ABSTRACT
Atherosclerosis, with its complications, continues to be the leading cause of mortality and morbidity throughout the developed world. Its consequences are also beginning to be felt in less well-developed regions of the globe.1 It has until recently been thought of as a degenerative disease, affecting predominantly older people, chronically progressing over many years, and eventually leading to symptoms through mechanical effects on bloodflow. Because of the perceived insidious and relentless nature of its development, there has been a somewhat pessimistic view of the potential to modify its progression by medical therapy.
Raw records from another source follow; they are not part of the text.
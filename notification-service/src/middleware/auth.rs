use axum::{
    extract::{FromRequestParts, Request, State},
    http::{header, request::Parts},
    middleware::Next,
    response::Response,
};
use service_core::error::AppError;

use crate::services::{AccessTokenClaims, TokenError};
use crate::AppState;

/// Path prefixes exempt from authentication: health probe, API
/// documentation, machine-readable schema.
pub const PUBLIC_PATH_PREFIXES: &[&str] = &["/health", "/docs", "/.well-known/openapi.json"];

/// Middleware enforcing bearer-token authentication on every route outside
/// the public allow-list. On success the decoded claims are attached to the
/// request extensions for downstream handlers.
pub async fn auth_middleware(
    State(state): State<AppState>,
    mut req: Request,
    next: Next,
) -> Result<Response, AppError> {
    let path = req.uri().path();
    if PUBLIC_PATH_PREFIXES
        .iter()
        .any(|prefix| path.starts_with(prefix))
    {
        return Ok(next.run(req).await);
    }

    let token = req
        .headers()
        .get(header::AUTHORIZATION)
        .and_then(|value| value.to_str().ok())
        .and_then(|value| value.strip_prefix("Bearer "));

    let token = match token {
        Some(token) => token,
        None => {
            tracing::info!("Missing or invalid authentication credentials");
            return Err(AppError::Unauthorized(anyhow::anyhow!(
                "Authentication required. Please log in."
            )));
        }
    };

    let claims = match state.jwt.validate_token(token) {
        Ok(claims) => claims,
        Err(TokenError::Expired) => {
            tracing::info!("Expired bearer token");
            return Err(AppError::Unauthorized(anyhow::anyhow!(
                "Session expired. Please log in again."
            )));
        }
        Err(TokenError::Invalid) => {
            tracing::info!("Invalid bearer token");
            return Err(AppError::Unauthorized(anyhow::anyhow!(
                "Invalid authentication token."
            )));
        }
        Err(TokenError::Other(e)) => {
            tracing::info!(error = %e, "Unhandled authentication failure");
            return Err(AppError::Unauthorized(anyhow::anyhow!(
                "Authentication failed. Please log in."
            )));
        }
    };

    // Attach the principal for downstream handlers
    req.extensions_mut().insert(claims);

    Ok(next.run(req).await)
}

/// Extractor yielding the authenticated principal attached by
/// `auth_middleware`. Fails as unauthenticated if a handler is reached
/// without one, which is unreachable behind the middleware but required of
/// any handler mounted outside it.
pub struct AuthUser(pub AccessTokenClaims);

#[axum::async_trait]
impl<S> FromRequestParts<S> for AuthUser
where
    S: Send + Sync,
{
    type Rejection = AppError;

    async fn from_request_parts(parts: &mut Parts, _state: &S) -> Result<Self, Self::Rejection> {
        let claims = parts.extensions.get::<AccessTokenClaims>().ok_or_else(|| {
            tracing::info!("No authenticated principal attached to request");
            AppError::Unauthorized(anyhow::anyhow!("Authentication required. Please log in."))
        })?;

        Ok(AuthUser(claims.clone()))
    }
}
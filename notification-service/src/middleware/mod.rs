pub mod auth;

pub use auth::{auth_middleware, AuthUser, PUBLIC_PATH_PREFIXES};
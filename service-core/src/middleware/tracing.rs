use axum::http::HeaderValue;
use axum::{extract::Request, middleware::Next, response::Response};
use uuid::Uuid;

pub const REQUEST_ID_HEADER: &str = "x-request-id";

/// Ensure every request carries an `x-request-id`, generating one when the
/// caller did not supply it, and echo it on the response.
pub async fn request_id_middleware(mut req: Request, next: Next) -> Response {
    let request_id = req
        .headers()
        .get(REQUEST_ID_HEADER)
        .cloned()
        .or_else(|| HeaderValue::from_str(&Uuid::new_v4().to_string()).ok());

    if let Some(id) = &request_id {
        req.headers_mut().insert(REQUEST_ID_HEADER, id.clone());
    }

    let mut response = next.run(req).await;

    if let Some(id) = request_id {
        response.headers_mut().insert(REQUEST_ID_HEADER, id);
    }

    response
}
pub mod catalog;
pub mod database;
pub mod error;
pub mod jwt;

pub use catalog::CatalogService;
pub use database::{Database, InMemoryStore, NotificationTypeStore};
pub use error::ServiceError;
pub use jwt::{AccessTokenClaims, JwtService, TokenError};
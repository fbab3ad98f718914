//! MQTT broker sink.
//!
//! Publications go out at QoS 0 and are never retained. The client's network
//! event loop runs on its own thread and reconnects on its own, so a broker
//! outage only costs the publications made while it lasts.

use crate::config::MqttConfig;
use crate::error::{Error, Result};
use crate::sink::StatusSink;
use rumqttc::{Client, Connection, Event, MqttOptions, Packet, QoS};
use std::thread;
use std::time::Duration;
use tracing::{debug, info, trace, warn};

/// Port used when the broker address does not name one.
pub const DEFAULT_PORT: u16 = 1883;

/// Outgoing requests buffered while the event loop is busy or reconnecting.
const REQUEST_CAPACITY: usize = 32;

/// Pause between reconnect attempts.
const RECONNECT_DELAY: Duration = Duration::from_secs(5);

/// Split a broker address such as `tcp://host:1883` into host and port.
///
/// The scheme is optional; `tcp` and `mqtt` are accepted.
pub fn parse_address(address: &str) -> Result<(String, u16)> {
    let rest = match address.split_once("://") {
        Some(("tcp" | "mqtt", rest)) => rest,
        Some((scheme, _)) => {
            return Err(Error::Config(format!("unsupported MQTT scheme '{scheme}'")));
        }
        None => address,
    };
    let rest = rest.trim_end_matches('/');
    if rest.is_empty() {
        return Err(Error::Config("MQTT address is empty".to_string()));
    }

    match rest.rsplit_once(':') {
        Some((host, port)) => {
            let port = port
                .parse()
                .map_err(|_| Error::Config(format!("invalid MQTT port in '{address}'")))?;
            Ok((host.to_string(), port))
        }
        None => Ok((rest.to_string(), DEFAULT_PORT)),
    }
}

/// Sink publishing to an MQTT broker.
pub struct MqttSink {
    client: Client,
}

impl MqttSink {
    /// Start a client for `config`, identifying as `client_id`.
    ///
    /// Returns once the event loop thread is running; the broker connection
    /// itself is established in the background.
    pub fn connect(config: &MqttConfig, client_id: &str) -> Result<Self> {
        let (host, port) = parse_address(&config.address)?;
        let mut options = MqttOptions::new(client_id, host.clone(), port);
        options.set_keep_alive(Duration::from_secs(config.keep_alive_secs));
        if !config.username.is_empty() {
            options.set_credentials(config.username.clone(), config.password.clone());
        }

        let (client, connection) = Client::new(options, REQUEST_CAPACITY);
        thread::Builder::new()
            .name("mqtt".into())
            .spawn(move || drive(connection))
            .map_err(|e| Error::Sink(format!("spawn MQTT event loop: {e}")))?;

        info!(%host, port, client_id, "MQTT client started");
        Ok(Self { client })
    }
}

/// Run the client's event loop until the client is dropped.
fn drive(mut connection: Connection) {
    for event in connection.iter() {
        match event {
            Ok(Event::Incoming(Packet::ConnAck(ack))) => {
                info!(code = ?ack.code, "Connected to MQTT broker");
            }
            Ok(event) => trace!(?event, "MQTT event"),
            Err(e) => {
                warn!(error = %e, "MQTT connection failed, retrying");
                thread::sleep(RECONNECT_DELAY);
            }
        }
    }
    debug!("MQTT event loop stopped");
}

impl StatusSink for MqttSink {
    fn publish(&mut self, topic: &str, payload: &str) -> Result<()> {
        trace!(topic, payload, "MQTT publish");
        self.client
            .try_publish(topic, QoS::AtMostOnce, false, payload.as_bytes().to_vec())
            .map_err(|e| Error::Sink(format!("publish {topic}: {e}")))
    }
}

impl Drop for MqttSink {
    fn drop(&mut self) {
        if let Err(e) = self.client.try_disconnect() {
            debug!(error = %e, "MQTT disconnect not sent");
        }
    }
}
Management has instead been dominated by interventional revascularization approaches, targeting the largest and most visible or symptomatic lesions with angioplasty or bypass surgery. There has been little emphasis on pre-symptomatic disease evaluation or the treatment of high-risk asymptomatic patients. Recently, this defeatist view of the pathogenesis and progression of atherosclerosis has begun to change: first, because careful descriptive studies of the underlying pathology of atherosclerosis have revealed that atherosclerotic plaques differ in their cellular composition, and that the cell types predominating in the plaque can determine the risk of a fatal clinical event such as myocardial infarction or stroke; second, because cellular and molecular biological studies, particularly involving transgenic mice, have emphasized the importance of inflammatory cells and inflammatory mediators in the pathogenesis of atherosclerosis; and third, and most importantly, because several large-scale clinical studies have shown that several statin drugs are able to reduce clinical events in patients with established atherosclerosis without necessarily reducing the size of flow-limiting lesions. Taken together, this evidence has shown that, rather than being an irreversible progressive disease, atherosclerosis is a dynamic, inflammatory process that is amenable to medical therapy. Understanding the cellular and molecular interactions that determine the development and progression of
atherosclerosis brings with it opportunities to develop novel therapeutic agents targeting key molecular and cellular interactions in its aetiology. In addition, the recognition that the clinical consequences of atherosclerosis depend almost entirely on plaque composition also argues for a new approach to diagnosis dominated less by determining lumen narrowing, as in angiography, but focused more on plaque cellular content and activation.